• [WHAT YOU SHOULD DO] From the first line of the records down to the one that holds "corrupt later comparisons.", transcribe each line exactly and add nothing.
*-*-*
//! Error types for turtle-check-rs.

use thiserror::Error;
use turtle_check_canvas2d::Canvas2dError;

/// Result type alias using TurtleError.
pub type TurtleResult<T> = Result<T, TurtleError>;

/// Errors raised by the strict engine APIs.
///
/// Drawing primitives never return these; they degrade to no-ops instead.
#[derive(Debug, Error)]
pub enum TurtleError {
    /// A primitive needed a raster target but none is attached.
    #[error("no drawing surface is attached to the turtle")]
    UnattachedSurface,

    /// The drawing surface rejected an operation.
    #[error(transparent)]
    Canvas(#[from] Canvas2dError),
}

/// Errors raised while capturing or loading a pixel snapshot.
///
/// These are always surfaced to the caller, since an empty snapshot would
/// corrupt later comparisons.
#[derive(Debug, Error)]
pub enum ExtractionError {
    /// Capture was attempted with no surface attached.
    #[error("no drawing surface is attached to capture from")]
    UnattachedSurface,

    /// The surface or image has no pixels.
    #[error("cannot capture a zero-area surface ({width}x{height})")]
    ZeroArea { width: u32, height: u32 },

    /// The pixel buffer length does not match width * height * 4.
    #[error("pixel buffer has {actual} bytes, expected {expected}")]
    BufferSize { expected: usize, actual: usize },

    /// The snapshot could not be encoded or decoded as PNG.
    #[error("PNG error: {0}")]
    Png(String),
}

impl From<Canvas2dError> for ExtractionError {
    fn from(err: Canvas2dError) -> Self {
        match err {
            Canvas2dError::BufferSize { expected, actual } => {
                ExtractionError::BufferSize { expected, actual }
            }
            Canvas2dError::InvalidDimensions { width, height } => {
                ExtractionError::ZeroArea { width, height }
            }
            Canvas2dError::PngError(msg) => ExtractionError::Png(msg),
            other => ExtractionError::Png(other.to_string()),
        }
    }
}

/// A single command line that could not be parsed.
#[derive(Debug, Error, Clone, PartialEq)]
pub enum CommandError {
    #[error("empty command")]
    Empty,

    #[error("unknown command `{0}`")]
    UnknownCommand(String),

    #[error("`{0}` expects an argument")]
    MissingArgument(&'static str),

    #[error("`{0}` takes no argument")]
    UnexpectedArgument(&'static str),

    #[error("`{command}` expects a finite number, got `{value}`")]
    InvalidNumber { command: &'static str, value: String },

    #[error("unbalanced parentheses in `{0}`")]
    Unbalanced(String),
}

/// A command script that could not be parsed.
#[derive(Debug, Error, Clone, PartialEq)]
#[error("line {line}: {source}")]
pub struct ScriptError {
    /// 1-based line number.
    pub line: usize,
    pub source: CommandError,
}

/// Errors loading engine configuration.
#[derive(Debug, Error)]
pub enum ConfigError {
    #[error("failed to read config file: {0}")]
    Io(#[from] std::io::Error),

    #[error("invalid config: {0}")]
    Json(#[from] serde_json::Error),

    #[error("invalid default color: {0}")]
    Color(#[from] Canvas2dError),

    #[error("invalid surface size {width}x{height}")]
    Dimensions { width: u32, height: u32 },
}

/// Errors from the task registry.
#[derive(Debug, Error)]
pub enum TaskError {
    #[error("unknown task `{0}`")]
    UnknownTask(String),

    #[error("only an administrator may change the solution of task `{0}`")]
    PermissionDenied(String),

    #[error("task file error: {0}")]
    Io(#[from] std::io::Error),

    #[error("invalid task data: {0}")]
    Json(#[from] serde_json::Error),
}
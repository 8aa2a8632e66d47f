#![doc = include_str!("../README.md")]

pub mod command;
pub mod compare;
pub mod config;
pub mod engine;
pub mod error;
pub mod snapshot;
pub mod task;

pub use command::{parse_json_script, parse_script, run_script, TurtleCommand};
pub use compare::{compare, diff_alpha, AlphaDiff};
pub use config::EngineConfig;
pub use engine::{CursorState, PenColor, TurtleEngine};
pub use error::{
    CommandError, ConfigError, ExtractionError, ScriptError, TaskError, TurtleError, TurtleResult,
};
pub use snapshot::{capture, PixelSnapshot};
pub use task::{verify_run, CheckOutcome, Role, Task, TaskRegistry, Verdict, UNVERIFIABLE_MESSAGE};

// Surface types
pub use turtle_check_canvas2d;
pub use turtle_check_canvas2d::{Canvas2dContext, CanvasColor};
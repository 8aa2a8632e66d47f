//! The turtle: a cursor with a pen that strokes onto an attached surface.

use crate::command::TurtleCommand;
use crate::config::EngineConfig;
use crate::error::{ConfigError, ExtractionError, TurtleError, TurtleResult};
use crate::snapshot::{self, PixelSnapshot};
use turtle_check_canvas2d::{ArcParams, Canvas2dContext, CanvasColor};

/// Position, heading and pen of the turtle.
///
/// `heading` is in degrees, 0 along +x and growing clockwise since surface y
/// grows downward. It is never normalized.
#[derive(Debug, Clone, Copy, PartialEq)]
pub struct CursorState {
    pub x: f64,
    pub y: f64,
    pub heading: f64,
    pub pen_down: bool,
    pub color: CanvasColor,
}

impl CursorState {
    fn home(x: f64, y: f64, color: CanvasColor) -> Self {
        Self {
            x,
            y,
            heading: 0.0,
            pen_down: true,
            color,
        }
    }
}

/// A pen color given either as a typed color or as CSS text.
#[derive(Debug, Clone, Copy, PartialEq)]
pub enum PenColor<'a> {
    Color(CanvasColor),
    Css(&'a str),
}

impl From<CanvasColor> for PenColor<'_> {
    fn from(color: CanvasColor) -> Self {
        PenColor::Color(color)
    }
}

impl<'a> From<&'a str> for PenColor<'a> {
    fn from(css: &'a str) -> Self {
        PenColor::Css(css)
    }
}

impl<'a> From<&'a String> for PenColor<'a> {
    fn from(css: &'a String) -> Self {
        PenColor::Css(css.as_str())
    }
}

/// Turtle graphics engine owning at most one drawing surface.
///
/// Primitives called while no surface is attached do nothing to the surface.
/// Movement and circles are skipped entirely; turns, pen and color changes
/// only touch cursor state and still apply. Use [`TurtleEngine::require_surface`]
/// where a missing surface must be an error.
#[derive(Debug)]
pub struct TurtleEngine {
    cursor: CursorState,
    default_color: CanvasColor,
    line_width: f32,
    surface: Option<Canvas2dContext>,
}

impl Default for TurtleEngine {
    fn default() -> Self {
        Self {
            cursor: CursorState::home(0.0, 0.0, CanvasColor::BLACK),
            default_color: CanvasColor::BLACK,
            line_width: 1.0,
            surface: None,
        }
    }
}

impl TurtleEngine {
    /// Create an engine with the default pen and no surface.
    pub fn new() -> Self {
        Self::default()
    }

    /// Create an engine with the pen settings of `config` and no surface.
    pub fn from_config(config: &EngineConfig) -> Result<Self, ConfigError> {
        let default_color = config.default_color()?;
        let line_width = if config.line_width.is_finite() && config.line_width > 0.0 {
            config.line_width
        } else {
            log::warn!(
                target: "turtle",
                "Ignoring invalid line width {}, using 1.0",
                config.line_width
            );
            1.0
        };
        Ok(Self {
            cursor: CursorState::home(0.0, 0.0, default_color),
            default_color,
            line_width,
            surface: None,
        })
    }

    /// Create an engine from `config` with a fresh surface of the configured size.
    pub fn with_surface(config: &EngineConfig) -> Result<Self, ConfigError> {
        let mut engine = Self::from_config(config)?;
        let surface = config.create_surface()?;
        engine.attach(surface);
        Ok(engine)
    }

    // --- Surface binding ---

    /// Bind `surface` as the raster target, returning the previous one.
    ///
    /// The surface is cleared and the cursor returns home to its center.
    pub fn attach(&mut self, mut surface: Canvas2dContext) -> Option<Canvas2dContext> {
        log::debug!(
            target: "turtle",
            "attach {}x{} surface",
            surface.width(),
            surface.height()
        );
        surface.reset();
        self.cursor = self.home_for(&surface);
        self.surface.replace(surface)
    }

    /// Unbind and return the raster target. Cursor state is kept.
    pub fn detach(&mut self) -> Option<Canvas2dContext> {
        log::debug!(target: "turtle", "detach");
        self.surface.take()
    }

    pub fn is_attached(&self) -> bool {
        self.surface.is_some()
    }

    pub fn surface(&self) -> Option<&Canvas2dContext> {
        self.surface.as_ref()
    }

    /// The attached surface, or [`TurtleError::UnattachedSurface`].
    pub fn require_surface(&self) -> TurtleResult<&Canvas2dContext> {
        self.surface.as_ref().ok_or(TurtleError::UnattachedSurface)
    }

    // --- Cursor inspection ---

    pub fn cursor(&self) -> &CursorState {
        &self.cursor
    }

    pub fn position(&self) -> (f64, f64) {
        (self.cursor.x, self.cursor.y)
    }

    pub fn heading(&self) -> f64 {
        self.cursor.heading
    }

    pub fn is_pen_down(&self) -> bool {
        self.cursor.pen_down
    }

    pub fn color(&self) -> CanvasColor {
        self.cursor.color
    }

    pub fn line_width(&self) -> f32 {
        self.line_width
    }

    // --- Primitives ---

    /// Move `distance` pixels along the heading, stroking the segment when the
    /// pen is down. Negative distances move backwards.
    pub fn forward(&mut self, distance: f64) {
        if !distance.is_finite() {
            log::warn!(target: "turtle", "Ignoring forward({distance}): distance is not finite");
            return;
        }
        let Some(surface) = self.surface.as_mut() else {
            log::debug!(target: "turtle", "forward({distance}) skipped: {}", TurtleError::UnattachedSurface);
            return;
        };

        let (x0, y0) = (self.cursor.x, self.cursor.y);
        let radians = self.cursor.heading.to_radians();
        let x1 = x0 + distance * radians.cos();
        let y1 = y0 + distance * radians.sin();
        log::debug!(target: "turtle", "forward {distance}: ({x0}, {y0}) -> ({x1}, {y1})");

        if self.cursor.pen_down && (x0, y0) != (x1, y1) {
            surface.set_stroke_style_color(self.cursor.color);
            surface.set_line_width(self.line_width);
            surface.begin_path();
            surface.move_to(x0 as f32, y0 as f32);
            surface.line_to(x1 as f32, y1 as f32);
            surface.stroke();
        }

        self.cursor.x = x1;
        self.cursor.y = y1;
    }

    /// Turn clockwise by `angle` degrees.
    pub fn right(&mut self, angle: f64) {
        if !angle.is_finite() {
            log::warn!(target: "turtle", "Ignoring right({angle}): angle is not finite");
            return;
        }
        self.cursor.heading += angle;
    }

    /// Turn counterclockwise by `angle` degrees.
    pub fn left(&mut self, angle: f64) {
        if !angle.is_finite() {
            log::warn!(target: "turtle", "Ignoring left({angle}): angle is not finite");
            return;
        }
        self.cursor.heading -= angle;
    }

    pub fn pen_up(&mut self) {
        self.cursor.pen_down = false;
    }

    pub fn pen_down(&mut self) {
        self.cursor.pen_down = true;
    }

    /// Set the color of later strokes. Strokes already drawn keep their color.
    ///
    /// CSS text that does not parse is ignored and the previous color is kept.
    pub fn set_color<'a>(&mut self, color: impl Into<PenColor<'a>>) {
        match color.into() {
            PenColor::Color(color) => self.cursor.color = color,
            PenColor::Css(css) => match css.trim().parse::<CanvasColor>() {
                Ok(color) => self.cursor.color = color,
                Err(err) => {
                    log::warn!(target: "turtle", "Ignoring pen color: {err}");
                }
            },
        }
    }

    /// Stroke a circle outline of `radius` around the cursor. The cursor does
    /// not move, and a radius that is not positive draws nothing.
    ///
    /// The outline is drawn whatever the pen state.
    pub fn circle(&mut self, radius: f64) {
        if !radius.is_finite() || radius <= 0.0 {
            log::debug!(target: "turtle", "circle({radius}) draws nothing");
            return;
        }
        let Some(surface) = self.surface.as_mut() else {
            log::debug!(target: "turtle", "circle({radius}) skipped: {}", TurtleError::UnattachedSurface);
            return;
        };

        surface.set_stroke_style_color(self.cursor.color);
        surface.set_line_width(self.line_width);
        surface.begin_path();
        surface.arc(&ArcParams::full_circle(
            self.cursor.x as f32,
            self.cursor.y as f32,
            radius as f32,
        ));
        surface.stroke();
    }

    /// Clear the surface and send the cursor home with the default pen.
    pub fn reset(&mut self) {
        let Some(surface) = self.surface.as_mut() else {
            log::debug!(target: "turtle", "reset skipped: {}", TurtleError::UnattachedSurface);
            return;
        };
        log::debug!(target: "turtle", "reset");
        surface.reset();
        let (x, y) = center(surface);
        self.cursor = CursorState::home(x, y, self.default_color);
    }

    /// Perform a single command.
    pub fn apply(&mut self, command: &TurtleCommand) {
        match command {
            TurtleCommand::Forward(distance) => self.forward(*distance),
            TurtleCommand::Right(angle) => self.right(*angle),
            TurtleCommand::Left(angle) => self.left(*angle),
            TurtleCommand::PenUp => self.pen_up(),
            TurtleCommand::PenDown => self.pen_down(),
            TurtleCommand::Color(color) => self.set_color(color),
            TurtleCommand::Circle(radius) => self.circle(*radius),
            TurtleCommand::Reset => self.reset(),
        }
    }

    /// Copy the current pixels of the attached surface.
    pub fn capture(&self) -> Result<PixelSnapshot, ExtractionError> {
        let surface = self
            .surface
            .as_ref()
            .ok_or(ExtractionError::UnattachedSurface)?;
        snapshot::capture(surface)
    }

    fn home_for(&self, surface: &Canvas2dContext) -> CursorState {
        let (x, y) = center(surface);
        CursorState::home(x, y, self.default_color)
    }
}

fn center(surface: &Canvas2dContext) -> (f64, f64) {
    (surface.width() as f64 / 2.0, surface.height() as f64 / 2.0)
}
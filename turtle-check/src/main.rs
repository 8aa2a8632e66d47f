use anyhow::{Context, Result};
use clap::{Parser, Subcommand};
use std::path::{Path, PathBuf};
use std::process::ExitCode;
use turtle_check_rs::{
    compare, diff_alpha, parse_json_script, parse_script, run_script, verify_run, CheckOutcome,
    EngineConfig, PixelSnapshot, TurtleCommand, TurtleEngine,
};

/// turtle-check: Render turtle drawings and check them against reference images
#[derive(Parser, Debug)]
#[clap(author, version, about, long_about = None)]
struct Cli {
    /// Raise the log level (-v info, -vv debug, -vvv trace)
    #[clap(short, long, action = clap::ArgAction::Count, global = true)]
    verbose: u8,

    #[clap(subcommand)]
    command: Commands,
}

#[derive(Subcommand, Debug)]
enum Commands {
    /// Render a turtle script to a PNG image
    Render {
        /// Path to the script (text, or a JSON command array if it ends in .json)
        #[clap(short, long)]
        script: PathBuf,

        /// Path to the PNG file to write
        #[clap(short, long)]
        output: PathBuf,

        /// Surface width in pixels, overriding the config file
        #[clap(long)]
        width: Option<u32>,

        /// Surface height in pixels, overriding the config file
        #[clap(long)]
        height: Option<u32>,

        /// Path to a JSON engine config
        #[clap(short, long)]
        config: Option<PathBuf>,
    },

    /// Compare the alpha channels of two PNG images
    Compare {
        /// First PNG image
        left: PathBuf,

        /// Second PNG image
        right: PathBuf,
    },

    /// Render a script on a surface the size of a reference PNG and check it
    Check {
        /// Path to the script (text, or a JSON command array if it ends in .json)
        #[clap(short, long)]
        script: PathBuf,

        /// Reference PNG image
        #[clap(short, long)]
        reference: PathBuf,

        /// Path to a JSON engine config
        #[clap(short, long)]
        config: Option<PathBuf>,
    },
}

fn main() -> ExitCode {
    let cli = Cli::parse();
    init_logging(cli.verbose);

    match run(cli.command) {
        Ok(code) => code,
        Err(err) => {
            eprintln!("Error: {err:#}");
            ExitCode::from(2)
        }
    }
}

fn init_logging(verbose: u8) {
    let level = match verbose {
        0 => "warn",
        1 => "info",
        2 => "debug",
        _ => "trace",
    };
    env_logger::Builder::from_env(env_logger::Env::default().default_filter_or(level)).init();
}

fn run(command: Commands) -> Result<ExitCode> {
    match command {
        Commands::Render {
            script,
            output,
            width,
            height,
            config,
        } => {
            let mut config = load_config(config.as_deref())?;
            if let Some(width) = width {
                config.width = width;
            }
            if let Some(height) = height {
                config.height = height;
            }
            let snapshot = render(&script, &config)?;
            let png = snapshot.to_png()?;
            std::fs::write(&output, png)
                .with_context(|| format!("Failed to write {}", output.display()))?;
            log::info!("Wrote {}x{} image to {}", snapshot.width(), snapshot.height(), output.display());
            Ok(ExitCode::SUCCESS)
        }
        Commands::Compare { left, right } => {
            let left = load_png(&left)?;
            let right = load_png(&right)?;
            let diff = diff_alpha(&left, &right);
            if compare(&left, &right) {
                println!("match");
                Ok(ExitCode::SUCCESS)
            } else {
                println!("mismatch: {diff}");
                Ok(ExitCode::from(1))
            }
        }
        Commands::Check {
            script,
            reference,
            config,
        } => {
            let reference = load_png(&reference)?;
            let mut config = load_config(config.as_deref())?;
            config.width = reference.width();
            config.height = reference.height();

            let commands = load_script(&script)?;
            let mut engine = TurtleEngine::with_surface(&config)?;
            run_script(&mut engine, &commands)?;

            let outcome = verify_run(&engine, &reference);
            match &outcome {
                CheckOutcome::Correct => {
                    println!("{outcome}");
                    Ok(ExitCode::SUCCESS)
                }
                CheckOutcome::Incorrect(diff) => {
                    println!("{outcome}: {diff}");
                    Ok(ExitCode::from(1))
                }
                CheckOutcome::Unverifiable(err) => {
                    log::error!("{err}");
                    eprintln!("{outcome}");
                    Ok(ExitCode::from(2))
                }
            }
        }
    }
}

fn load_config(path: Option<&Path>) -> Result<EngineConfig> {
    match path {
        Some(path) => EngineConfig::from_path(path)
            .with_context(|| format!("Failed to load config {}", path.display())),
        None => Ok(EngineConfig::default()),
    }
}

fn load_script(path: &Path) -> Result<Vec<TurtleCommand>> {
    let text = std::fs::read_to_string(path)
        .with_context(|| format!("Failed to read script {}", path.display()))?;
    let is_json = path
        .extension()
        .is_some_and(|ext| ext.eq_ignore_ascii_case("json"));
    let commands = if is_json {
        parse_json_script(&text)
            .with_context(|| format!("Failed to parse {} as JSON commands", path.display()))?
    } else {
        parse_script(&text).with_context(|| format!("Failed to parse {}", path.display()))?
    };
    Ok(commands)
}

fn load_png(path: &Path) -> Result<PixelSnapshot> {
    let bytes =
        std::fs::read(path).with_context(|| format!("Failed to read {}", path.display()))?;
    PixelSnapshot::from_png(&bytes)
        .with_context(|| format!("Failed to decode {} as PNG", path.display()))
}

fn render(script: &Path, config: &EngineConfig) -> Result<PixelSnapshot> {
    let commands = load_script(script)?;
    let mut engine = TurtleEngine::with_surface(config)?;
    run_script(&mut engine, &commands)?;
    Ok(engine.capture()?)
}
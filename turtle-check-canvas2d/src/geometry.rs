//! Arc parameters and colors.

use std::fmt;

/// A circular arc around `(x, y)`. Angles are in radians, measured clockwise
/// from the positive x axis since y grows downward.
#[derive(Debug, Clone, Copy, PartialEq)]
pub struct ArcParams {
    pub x: f32,
    pub y: f32,
    pub radius: f32,
    pub start_angle: f32,
    pub end_angle: f32,
    pub anticlockwise: bool,
}

impl ArcParams {
    /// A full circle (0 to 2π) around `(x, y)`.
    pub fn full_circle(x: f32, y: f32, radius: f32) -> Self {
        Self {
            x,
            y,
            radius,
            start_angle: 0.0,
            end_angle: 2.0 * std::f32::consts::PI,
            anticlockwise: false,
        }
    }
}

/// A straight-alpha RGBA color.
#[derive(Debug, Clone, Copy, PartialEq, Eq, Hash)]
pub struct CanvasColor {
    pub r: u8,
    pub g: u8,
    pub b: u8,
    pub a: u8,
}

impl CanvasColor {
    /// Opaque black, the default stroke style.
    pub const BLACK: CanvasColor = CanvasColor::from_rgba8(0, 0, 0, 255);

    /// Create a color from 8-bit RGBA components.
    pub const fn from_rgba8(r: u8, g: u8, b: u8, a: u8) -> Self {
        Self { r, g, b, a }
    }
}

impl Default for CanvasColor {
    fn default() -> Self {
        Self::BLACK
    }
}

impl fmt::Display for CanvasColor {
    fn fmt(&self, f: &mut fmt::Formatter<'_>) -> fmt::Result {
        if self.a == 255 {
            write!(f, "#{:02x}{:02x}{:02x}", self.r, self.g, self.b)
        } else {
            write!(f, "#{:02x}{:02x}{:02x}{:02x}", self.r, self.g, self.b, self.a)
        }
    }
}

impl From<CanvasColor> for tiny_skia::Color {
    fn from(c: CanvasColor) -> Self {
        tiny_skia::Color::from_rgba8(c.r, c.g, c.b, c.a)
    }
}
*-*-*
• [ANSWER TO THE EXERCISE]
//! Error types for turtle-check-rs.

use thiserror::Error;
use turtle_check_canvas2d::Canvas2dError;

/// Result type alias using TurtleError.
pub type TurtleResult<T> = Result<T, TurtleError>;

/// Errors raised by the strict engine APIs.
///
/// Drawing primitives never return these; they degrade to no-ops instead.
#[derive(Debug, Error)]
pub enum TurtleError {
    /// A primitive needed a raster target but none is attached.
    #[error("no drawing surface is attached to the turtle")]
    UnattachedSurface,

    /// The drawing surface rejected an operation.
    #[error(transparent)]
    Canvas(#[from] Canvas2dError),
}

/// Errors raised while capturing or loading a pixel snapshot.
///
/// These are always surfaced to the caller, since an empty snapshot would
/// corrupt later comparisons.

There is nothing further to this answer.